Formation of Quran from Prophet to Caliphs
Narrated `Umar bin Al-Khattab:
I heard Hisham bin Hakim bin Hizam reciting Surat-al-Furqan in a way different to that of mine. Allah’s Messenger (ﷺ) had taught it to me (in a different way). So, I was about to quarrel with him (during the prayer) but I waited till he finished, then I tied his garment round his neck and seized him by it and brought him to Allah’s Messenger (ﷺ) and said, “I have heard him reciting Surat-al-Furqan in a way different to the way you taught it to me.” The Prophet (ﷺ) ordered me to release him and asked Hisham to recite it. When he recited it, Allah s Apostle said, “It was revealed in this way.” He then asked me to recite it. When I recited it, he said, “It was revealed in this way. The Qur’an has been revealed in seven different ways, so recite it in the way that is easier for you.” (Sahih al-Bukhari 2419; Book 44, Hadith 9)
Narrated Ibn Mas`ud:
I heard a person reciting a (Qur’anic) Verse in a certain way, and I had heard the Prophet (ﷺ) reciting the same Verse in a different way. So I took him to the Prophet (ﷺ) and informed him of that but I noticed the sign of disapproval on his face, and then he said, “Both of you are correct, so don’t differ, for the nations before you differed, so they were destroyed.” (al-Bukhari 3476; Book 60, Hadith 143)
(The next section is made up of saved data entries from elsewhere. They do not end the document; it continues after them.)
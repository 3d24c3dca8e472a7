//! High-level error types

use std::time::Duration;

use tlpay_core::JobCode;

pub type Result<T> = std::result::Result<T, Error>;

#[derive(Debug, thiserror::Error)]
pub enum Error {
    #[error("Core protocol error: {0}")]
    Core(#[from] tlpay_core::Error),

    #[error("Transport error: {0}")]
    Transport(#[from] tlpay_transport::Error),

    #[error("Type error: {0}")]
    Types(#[from] tlpay_types::Error),

    #[error("Terminal kept answering NAK after {retries} resends")]
    RetryExhausted { retries: u32 },

    #[error("No ACK, NAK or frame start within {waited:?}")]
    HandshakeTimeout { waited: Duration },

    #[error("ACK received but no {expected} frame started within {waited:?}")]
    ResponseTimeout { waited: Duration, expected: JobCode },

    #[error("No {expected} reply within the {window:?} follow-up window")]
    FollowUpExceeded { window: Duration, expected: JobCode },

    #[error("Terminal did not resend {expected} after NAK")]
    ResendTimeout { expected: JobCode },
}

impl Error {
    /// Check if the exchange ran out of time
    pub fn is_timeout(&self) -> bool {
        match self {
            Self::HandshakeTimeout { .. }
            | Self::ResponseTimeout { .. }
            | Self::FollowUpExceeded { .. }
            | Self::ResendTimeout { .. } => true,
            Self::Transport(e) => {
                e.is_read_timeout() || matches!(e, tlpay_transport::Error::ConnectionTimeout)
            }
            _ => false,
        }
    }

    /// Check if the terminal misbehaved at the protocol level
    pub fn is_protocol(&self) -> bool {
        matches!(self, Self::Core(_) | Self::RetryExhausted { .. })
    }

    /// Short, stable diagnostic code
    pub fn reason(&self) -> &'static str {
        match self {
            Self::Core(_) => "protocol",
            Self::Transport(_) => "transport",
            Self::Types(_) => "validation",
            Self::RetryExhausted { .. } => "retry-exhausted",
            Self::HandshakeTimeout { .. } => "handshake-timeout",
            Self::ResponseTimeout { .. } => "response-timeout",
            Self::FollowUpExceeded { .. } => "follow-up-exceeded",
            Self::ResendTimeout { .. } => "resend-timeout",
        }
    }
}
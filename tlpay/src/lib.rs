//! # tlpay
//!
//! Client for card payment terminals speaking the STX/ETX framed serial
//! protocol.
//!
//! ## Features
//!
//! - Strict and lenient frame decoding with XOR checksum
//! - ACK/NAK handshake with bounded resends
//! - Header resynchronization after line noise
//! - Event frames filtered out of request/response exchanges
//! - One exchange at a time through a fair lock
//!
//! ## Quick Start
//!
//! ```no_run
//! use tlpay::{ApproveRequest, Client, ClientConfig, Gateway, Requests};
//! use tlpay_transport::TcpTransport;
//!
//! #[tokio::main]
//! async fn main() -> tlpay::Result<()> {
//!     let transport = TcpTransport::new("192.168.0.50", 4001);
//!     let gateway = Gateway::new(
//!         Client::new(transport, ClientConfig::default()),
//!         Requests::new("CAT0001"),
//!     );
//!
//!     let request = ApproveRequest::new("1004");
//!     request.validate()?;
//!
//!     let reply = gateway.approve(&request).await?;
//!     println!("{}", tlpay::FrameSummary::from(&reply));
//!     Ok(())
//! }
//! ```

pub mod client;
pub mod config;
pub mod error;
pub mod gateway;

// Re-exports
pub use client::Client;
pub use config::ClientConfig;
pub use error::{Error, Result};
pub use gateway::Gateway;

// Re-export types
pub use tlpay_core::{Frame, JobCode, Requests};
pub use tlpay_types::{ApproveRequest, CancelRequest, FrameSummary, SignatureMode};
These two clearly tell us that during the Prophet Mohamed’s (PBUH) lifetime there were several variant versions of the Qur’an’s recitation that were used and approved by Mohamed (PBUH). So what happened after his death?
Abu Bakr and Qur’an
Narrated Zaid bin Thabit:
Abu Bakr As-Siddiq sent for me when the people of Yamama had been killed (i.e., a number of the Prophet’s Companions who fought against Musailima). (I went to him) and found `Umar bin Al- Khattab sitting with him. Abu Bakr then said (to me), “`Umar has come to me and said: “Casualties were heavy among the Qurra’ of the Qur’an (i.e. those who knew the Qur’an by heart) on the day of the Battle of Yamama, and I am afraid that more heavy casualties may take place among the Qurra’ on other battlefields, whereby a large part of the Qur’an may be lost. Therefore I suggest, you (Abu Bakr) order that the Qur’an be “How can you do something which Allah’s Apostle did not do?”collected.” I said to `Umar, `Umar said, “By Allah, that is a good project.” `Umar kept on urging me to accept his proposal till Allah opened my chest for it and I began to realize the good in the idea which `Umar had realized.” Then Abu Bakr said (to me). ‘You are a wise young man and we do not have any suspicion about you, and you used to write the Divine Inspiration for Allah’s Messenger (ﷺ). So you should search for (the fragmentary scripts of) the Qur’an and collect it in one book.” By Allah If they had ordered me to shift one of the mountains, it would not have been heavier for me than this ordering me to collect the Qur’an. Then I said to Abu Bakr, “How will you do something which Allah’s Messenger (ﷺ) did not do?” Abu Bakr replied, “By Allah, it is a good project.” Abu Bakr kept on urging me to accept his idea until Allah opened my chest for what He had opened the chests of Abu Bakr and `Umar. So I started looking for the Qur’an and collecting it from (what was written on) palme stalks, thin white stones and also from the men who knew it by heart, till I found the last Verse of Surat at-Tauba (Repentance) with Abi Khuzaima Al-Ansari, and I did not find it with anybody other than him. The Verse is: ‘Verily there has come unto you an Apostle (Muhammad) from amongst yourselves. It grieves him that you should receive any injury or difficulty..(till the end of Surat-Baraa’ (at-Tauba) (9.128-129). Then the complete manuscripts (copy) of the Qur’an remained with Abu Bakr till he died, then with `Umar till the end of his life, and then with Hafsa, the daughter of `Umar. (al-Bukhari 4986; Book 66, Hadith 8)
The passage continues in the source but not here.